A day’s work can damage your well-being, and you might not even realise to what extent it does. UK work statistics show that 822,000 employers suffered from work-related stress, anxiety or depression in 2020-2021. Do you feel like your job brings you unhappiness? If so, then someone should twitch you once in a while and remind you that you work to improve your life, not to get ill. Nevertheless, you must know that some jobs and assignments can threaten your health, and it’s best if you at least improve your working conditions.
Several measures help you maintain health in the short- and long-term while simultaneously increasing your productivity. Keep reading to see what a work-related accident is, what you can do to minimise the damage in case an unexpected mishap happens while you’re at work and what are the most common health issues risky jobs imply.
Is there a difference between occupational diseases and workplace accidents?
You must realise that workplace accidents can happen to you if you’re an employee. This is an unexpected accident and, in several fields with high safety risks, like trucking and construction, it’s even more crucial to take care of your health and know what to do in the event of a tragedy.
You should know the difference between the two terms above and that not every work-related disease is an occupational disease.
An occupational injury is a wound, scar or bruise that occurs at work. In contrast, an occupational illness can be a disease, sickness or anything that leads to ill health contracted on the job.
Usually, occupational injuries are the consequence of a traumatic event that caused physical harm and they occur instantly. In contrast, occupational illnesses happen over time and are a result of long-term exposure to a harmful work environment.
What to do if you’re in an accident at work?
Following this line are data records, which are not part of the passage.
//! Contact form messages and the store's published contact details.

use serde::{Deserialize, Serialize};
use serde_json::{Map, Value};

use super::fields;
use crate::db::Document;

#[derive(Debug, Clone, Copy, Serialize, Deserialize, PartialEq, Eq, Default)]
#[serde(rename_all = "lowercase")]
pub enum MessageStatus {
    #[default]
    New,
    Read,
    Replied,
}

impl MessageStatus {
    pub fn as_str(&self) -> &'static str {
        match self {
            MessageStatus::New => "new",
            MessageStatus::Read => "read",
            MessageStatus::Replied => "replied",
        }
    }

    pub fn parse(s: &str) -> Option<Self> {
        match s.trim().to_lowercase().as_str() {
            "new" => Some(MessageStatus::New),
            "read" => Some(MessageStatus::Read),
            "replied" => Some(MessageStatus::Replied),
            _ => None,
        }
    }
}

/// Stored body of a contact message document.
#[derive(Debug, Clone, Serialize, PartialEq)]
#[serde(rename_all = "camelCase")]
pub struct ContactMessageRecord {
    pub name: String,
    pub email: String,
    #[serde(skip_serializing_if = "Option::is_none")]
    pub phone: Option<String>,
    pub subject: String,
    pub message: String,
    pub status: MessageStatus,
}

impl ContactMessageRecord {
    /// Read a stored message body; numbers are accepted where text is
    /// expected and an unknown status reads as `new`.
    pub fn from_map(map: &Map<String, Value>) -> Self {
        let text = |key: &str| fields::loose_text(map, key).unwrap_or_default();
        ContactMessageRecord {
            name: text("name"),
            email: text("email"),
            phone: fields::loose_text(map, "phone"),
            subject: text("subject"),
            message: text("message"),
            status: fields::text(map, "status")
                .and_then(|s| MessageStatus::parse(&s))
                .unwrap_or_default(),
        }
    }
}

#[derive(Debug, Clone, Serialize)]
#[serde(rename_all = "camelCase")]
pub struct ContactMessage {
    pub id: String,
    #[serde(flatten)]
    pub record: ContactMessageRecord,
    pub created_at: String,
    pub updated_at: String,
    pub version: i64,
}

impl ContactMessage {
    pub fn from_document(doc: &Document) -> Self {
        ContactMessage {
            id: doc.id.clone(),
            record: ContactMessageRecord::from_map(&doc.data),
            created_at: doc.created_at.clone(),
            updated_at: doc.updated_at.clone(),
            version: doc.version,
        }
    }
}

#[derive(Debug, Clone, Deserialize, Default)]
#[serde(rename_all = "camelCase")]
pub struct CreateContactMessageRequest {
    #[serde(default)]
    pub name: Option<String>,
    #[serde(default)]
    pub email: Option<String>,
    #[serde(default)]
    pub phone: Option<String>,
    #[serde(default)]
    pub subject: Option<String>,
    #[serde(default)]
    pub message: Option<String>,
}

#[derive(Debug, Clone, Deserialize)]
#[serde(rename_all = "camelCase")]
pub struct UpdateMessageStatusRequest {
    pub status: MessageStatus,
    #[serde(default)]
    pub expected_version: Option<i64>,
}

/// Published phone, chat, mail and address of the store.
#[derive(Debug, Clone, Serialize)]
#[serde(rename_all = "camelCase")]
pub struct ContactInfo {
    pub phone: &'static str,
    pub whatsapp: &'static str,
    pub email: &'static str,
    pub address: &'static str,
    pub hours: OpeningHours,
}

#[derive(Debug, Clone, Serialize)]
#[serde(rename_all = "camelCase")]
pub struct OpeningHours {
    pub weekdays: &'static str,
    pub saturday: &'static str,
    pub sunday: &'static str,
}

#[derive(Debug, Clone, Serialize)]
#[serde(rename_all = "camelCase")]
pub struct SocialLink {
    pub platform: &'static str,
    pub url: &'static str,
    pub icon: &'static str,
    pub color: &'static str,
    #[serde(skip_serializing_if = "Option::is_none")]
    pub followers: Option<&'static str>,
}

/// Everything the contact page shows.
#[derive(Debug, Clone, Serialize)]
#[serde(rename_all = "camelCase")]
pub struct ContactDetails {
    pub info: ContactInfo,
    pub social_links: Vec<SocialLink>,
}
If you ever injure yourself at work, you’ll probably wonder who’ll pay for this mishap. In most cases, you’ll be eligible to make a claim since work led to your pain, loss of earnings or changes to your lifestyle. The experts from https://www.accidentatworkclaimcare.org.uk/ want you to know what evidence is best to provide to prove you suffered harm and what to do if something bad happens to you at work:
– Take photographs, record or obtain CCTV footage – this is clear evidence that you’re not faking your accident.
– Ask for witnesses’ support – the evidence someone who saw the occurrence gives in court can make or break a successful workplace accident claim, and you should seek their support.
– Keep a record of the financial losses caused by the accident at work – this is necessary to get compensated and could include medication and travel costs of loss of earnings.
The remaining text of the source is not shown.